8 For a similar explanation of hallucinations in the context of schizophrenia, see Wilkinson (2014) and Powers, Kelley & Corlett (2016). These authors propose that people with schizophrenia have a bias toward priors.
Halfway between motor suggestions and cognitive suggestions we find challenge suggestions. In challenge suggestions, such as in arm rigidity, there are no movements produced by the participant and the available sensory evidence is low relatively to motor suggestions but there is still some available sensory evidence such as muscular activity signals. During an arm rigidity suggestion we can distinguish different profiles of participants according to the way they conform to the suggestion (Winkel, Younger, Tomcik, Borckardt, & Nash, 2006). Among the participants passing the suggestion, some of them show main activation (as measured by electromyogram or EMG) of both the biceps and triceps thus producing antagonist activity while other participants show main activation of the triceps only. Participants failing the suggestion, bending their arm, show little activation of their triceps (Winkel et al., 2006).
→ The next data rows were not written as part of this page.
use std::io;
use std::path::Path;

use ferry_sink::{Pipeline, SinkConfig, run};
use tracing::info;

fn main() {
    // stdout carries the records, so logs go to stderr.
    tracing_subscriber::fmt().with_writer(io::stderr).init();

    let config_path = std::env::args()
        .nth(1)
        .or_else(|| std::env::var("FERRY_CONFIG").ok());

    let config = match &config_path {
        Some(path) => SinkConfig::load(Path::new(path)).unwrap_or_else(|e| {
            eprintln!("failed to load config {path}: {e}");
            std::process::exit(1);
        }),
        None => SinkConfig::default(),
    };

    let pipeline = Pipeline::from_config(&config).unwrap_or_else(|e| {
        eprintln!("invalid config: {e}");
        std::process::exit(1);
    });

    info!(
        config = config_path.as_deref().unwrap_or("<default>"),
        processors = ?pipeline.processor_names(),
        cdc = pipeline.has_cdc(),
        "ferry-sink reading records from stdin"
    );

    let stdin = io::stdin().lock();
    let mut stdout = io::stdout().lock();
    let stats = run(stdin, &mut stdout, &pipeline).unwrap_or_else(|e| {
        eprintln!("ferry-sink aborted: {e}");
        std::process::exit(1);
    });

    info!(
        processed = stats.processed,
        skipped = stats.skipped,
        failed = stats.failed,
        "ferry-sink finished"
    );
    if stats.failed > 0 {
        std::process::exit(2);
    }
}
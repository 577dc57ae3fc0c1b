use std::fmt;

use tracing::{debug, trace};

use crate::engine::{self, ProjectionMode};
use crate::envelope::{Envelope, Target};
use crate::error::ProjectionError;
use crate::pattern::{PathPattern, parse_field_list};
use crate::processor::PostProcessor;

/// A mode together with the patterns it applies.
#[derive(Debug, Clone, PartialEq, Eq)]
pub struct Projection {
    pub mode: ProjectionMode,
    pub patterns: Vec<PathPattern>,
}

impl Projection {
    pub fn new(mode: ProjectionMode, patterns: Vec<PathPattern>) -> Self {
        Projection { mode, patterns }
    }

    /// Build from a comma-separated field list such as `"a,b.*,c.**"`.
    pub fn from_field_list(mode: ProjectionMode, list: &str) -> Result<Self, ProjectionError> {
        Ok(Projection::new(mode, parse_field_list(list)?))
    }
}

/// The four projector flavours.
#[derive(Debug, Clone, Copy, PartialEq, Eq)]
pub enum ProjectorKind {
    BlacklistKey,
    BlacklistValue,
    WhitelistKey,
    WhitelistValue,
}

impl ProjectorKind {
    pub fn new(mode: ProjectionMode, target: Target) -> Self {
        match (mode, target) {
            (ProjectionMode::Blacklist, Target::Key) => ProjectorKind::BlacklistKey,
            (ProjectionMode::Blacklist, Target::Value) => ProjectorKind::BlacklistValue,
            (ProjectionMode::Whitelist, Target::Key) => ProjectorKind::WhitelistKey,
            (ProjectionMode::Whitelist, Target::Value) => ProjectorKind::WhitelistValue,
        }
    }

    pub fn mode(self) -> ProjectionMode {
        match self {
            ProjectorKind::BlacklistKey | ProjectorKind::BlacklistValue => ProjectionMode::Blacklist,
            ProjectorKind::WhitelistKey | ProjectorKind::WhitelistValue => ProjectionMode::Whitelist,
        }
    }

    pub fn target(self) -> Target {
        match self {
            ProjectorKind::BlacklistKey | ProjectorKind::WhitelistKey => Target::Key,
            ProjectorKind::BlacklistValue | ProjectorKind::WhitelistValue => Target::Value,
        }
    }

    pub fn name(self) -> &'static str {
        match self {
            ProjectorKind::BlacklistKey => "blacklist_key_projector",
            ProjectorKind::BlacklistValue => "blacklist_value_projector",
            ProjectorKind::WhitelistKey => "whitelist_key_projector",
            ProjectorKind::WhitelistValue => "whitelist_value_projector",
        }
    }
}

impl fmt::Display for ProjectorKind {
    fn fmt(&self, f: &mut fmt::Formatter<'_>) -> fmt::Result {
        f.write_str(self.name())
    }
}

/// Filters the key or value document of each envelope it is given.
///
/// Holds only immutable configuration, so one instance can be shared across
/// threads and reused for every record.
#[derive(Debug, Clone, PartialEq, Eq)]
pub struct FieldProjector {
    kind: ProjectorKind,
    patterns: Vec<PathPattern>,
}

impl FieldProjector {
    pub fn new(target: Target, projection: Projection) -> Self {
        let kind = ProjectorKind::new(projection.mode, target);
        debug!(
            projector = kind.name(),
            fields = ?projection.patterns.iter().map(ToString::to_string).collect::<Vec<_>>(),
            "configured field projector"
        );
        FieldProjector {
            kind,
            patterns: projection.patterns,
        }
    }

    pub fn blacklist_key(patterns: Vec<PathPattern>) -> Self {
        Self::new(Target::Key, Projection::new(ProjectionMode::Blacklist, patterns))
    }

    pub fn blacklist_value(patterns: Vec<PathPattern>) -> Self {
        Self::new(Target::Value, Projection::new(ProjectionMode::Blacklist, patterns))
    }

    pub fn whitelist_key(patterns: Vec<PathPattern>) -> Self {
        Self::new(Target::Key, Projection::new(ProjectionMode::Whitelist, patterns))
    }

    pub fn whitelist_value(patterns: Vec<PathPattern>) -> Self {
        Self::new(Target::Value, Projection::new(ProjectionMode::Whitelist, patterns))
    }

    /// Replace the targeted document of `envelope` with its projection.
    ///
    /// Fails without touching the envelope if the targeted half is absent.
    pub fn project(&self, envelope: &mut Envelope) -> Result<(), ProjectionError> {
        let target = self.kind.target();
        let doc = envelope
            .get_mut(target)
            .ok_or(ProjectionError::MissingDocument(target))?;

        let projected = engine::project(doc, self.kind.mode(), &self.patterns);
        trace!(
            projector = self.kind.name(),
            before = doc.len(),
            after = projected.len(),
            "projected document"
        );
        *doc = projected;
        Ok(())
    }
}

impl PostProcessor for FieldProjector {
    fn process(&self, envelope: &mut Envelope) -> Result<(), ProjectionError> {
        self.project(envelope)
    }

    fn name(&self) -> &str {
        self.kind.name()
    }
}
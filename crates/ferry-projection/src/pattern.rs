use std::fmt;

use serde::{Deserialize, Deserializer};

use crate::error::ProjectionError;

const WILDCARD: &str = "*";
const DEEP_WILDCARD: &str = "**";

/// One dot-separated component of a [`PathPattern`].
#[derive(Debug, Clone, PartialEq, Eq)]
pub enum Segment {
    /// Matches a field with exactly this name.
    Literal(String),
    /// `*`: any single field name at the current level.
    Wildcard,
    /// `**`: the field and everything beneath it.
    DeepWildcard,
}

impl Segment {
    fn parse(part: &str) -> Self {
        match part {
            WILDCARD => Segment::Wildcard,
            DEEP_WILDCARD => Segment::DeepWildcard,
            name => Segment::Literal(name.to_string()),
        }
    }

    /// Whether this segment applies to a field called `name`.
    pub fn matches(&self, name: &str) -> bool {
        match self {
            Segment::Literal(literal) => literal == name,
            Segment::Wildcard | Segment::DeepWildcard => true,
        }
    }
}

impl fmt::Display for Segment {
    fn fmt(&self, f: &mut fmt::Formatter<'_>) -> fmt::Result {
        match self {
            Segment::Literal(name) => f.write_str(name),
            Segment::Wildcard => f.write_str(WILDCARD),
            Segment::DeepWildcard => f.write_str(DEEP_WILDCARD),
        }
    }
}

/// A parsed dot-notation field path such as `subDoc.*.name` or `meta.**`.
///
/// Parsed once at configuration time and shared read-only afterwards. There
/// is no escaping: a field name containing a literal `.` cannot be addressed.
///
/// The segment list is never empty.
#[derive(Debug, Clone, PartialEq, Eq)]
pub struct PathPattern {
    segments: Vec<Segment>,
}

impl PathPattern {
    /// Parse a dotted path. Only the zero-length string is rejected; every
    /// component of a non-empty path is a legal segment (even an empty one,
    /// as in `a..b`).
    pub fn parse(text: &str) -> Result<Self, ProjectionError> {
        if text.is_empty() {
            return Err(ProjectionError::InvalidPattern(
                "field path must not be empty".into(),
            ));
        }
        Ok(PathPattern {
            segments: text.split('.').map(Segment::parse).collect(),
        })
    }

    pub fn segments(&self) -> &[Segment] {
        &self.segments
    }
}

impl fmt::Display for PathPattern {
    fn fmt(&self, f: &mut fmt::Formatter<'_>) -> fmt::Result {
        for (i, segment) in self.segments.iter().enumerate() {
            if i > 0 {
                f.write_str(".")?;
            }
            write!(f, "{segment}")?;
        }
        Ok(())
    }
}

impl std::str::FromStr for PathPattern {
    type Err = ProjectionError;

    fn from_str(s: &str) -> Result<Self, Self::Err> {
        PathPattern::parse(s)
    }
}

impl<'de> Deserialize<'de> for PathPattern {
    fn deserialize<D: Deserializer<'de>>(deserializer: D) -> Result<Self, D::Error> {
        let text = String::deserialize(deserializer)?;
        PathPattern::parse(&text).map_err(serde::de::Error::custom)
    }
}

/// Parse a comma-separated list of dotted paths, e.g. `"a, b.c, *.d"`.
///
/// Entries are trimmed and de-duplicated while keeping their first-seen
/// order. A blank list yields no patterns; a blank entry inside a non-blank
/// list is an error.
pub fn parse_field_list(list: &str) -> Result<Vec<PathPattern>, ProjectionError> {
    if list.trim().is_empty() {
        return Ok(Vec::new());
    }

    let mut patterns: Vec<PathPattern> = Vec::new();
    for entry in list.split(',') {
        let pattern = PathPattern::parse(entry.trim()).map_err(|_| {
            ProjectionError::InvalidPattern(format!("empty field path in list \"{list}\""))
        })?;
        if !patterns.contains(&pattern) {
            patterns.push(pattern);
        }
    }
    Ok(patterns)
}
We can hypothesise that the arm rigidity suggestion creates the prior that the arm in unbendable (henceforth, unbendable-prior) and that inter-individual differences can still be explained by inter-individual differences in setting the gain on priors. Challenge suggestions are easier than cognitive suggestions, such as hallucination suggestions, because the predictions generated by the prior can be validated by available actual sensory evidence but are more difficult than motor suggestions, such as magnetic hands, because the available sensory is more ambiguous (weak) than in the motor suggestions. The unbendable-prior can generate different sensory predictions, for instance that the triceps and biceps should both activate, as it is the case when we try to bend our arm blocked in something. It can also predict that the triceps only should activate, as it would be the case if our arm were really like an unbendable bar. So, the different strategies employed by the different profiles of participants passing the suggestion (i.e., trying to bend the arm or not trying at all) fit the unbendable-prior well.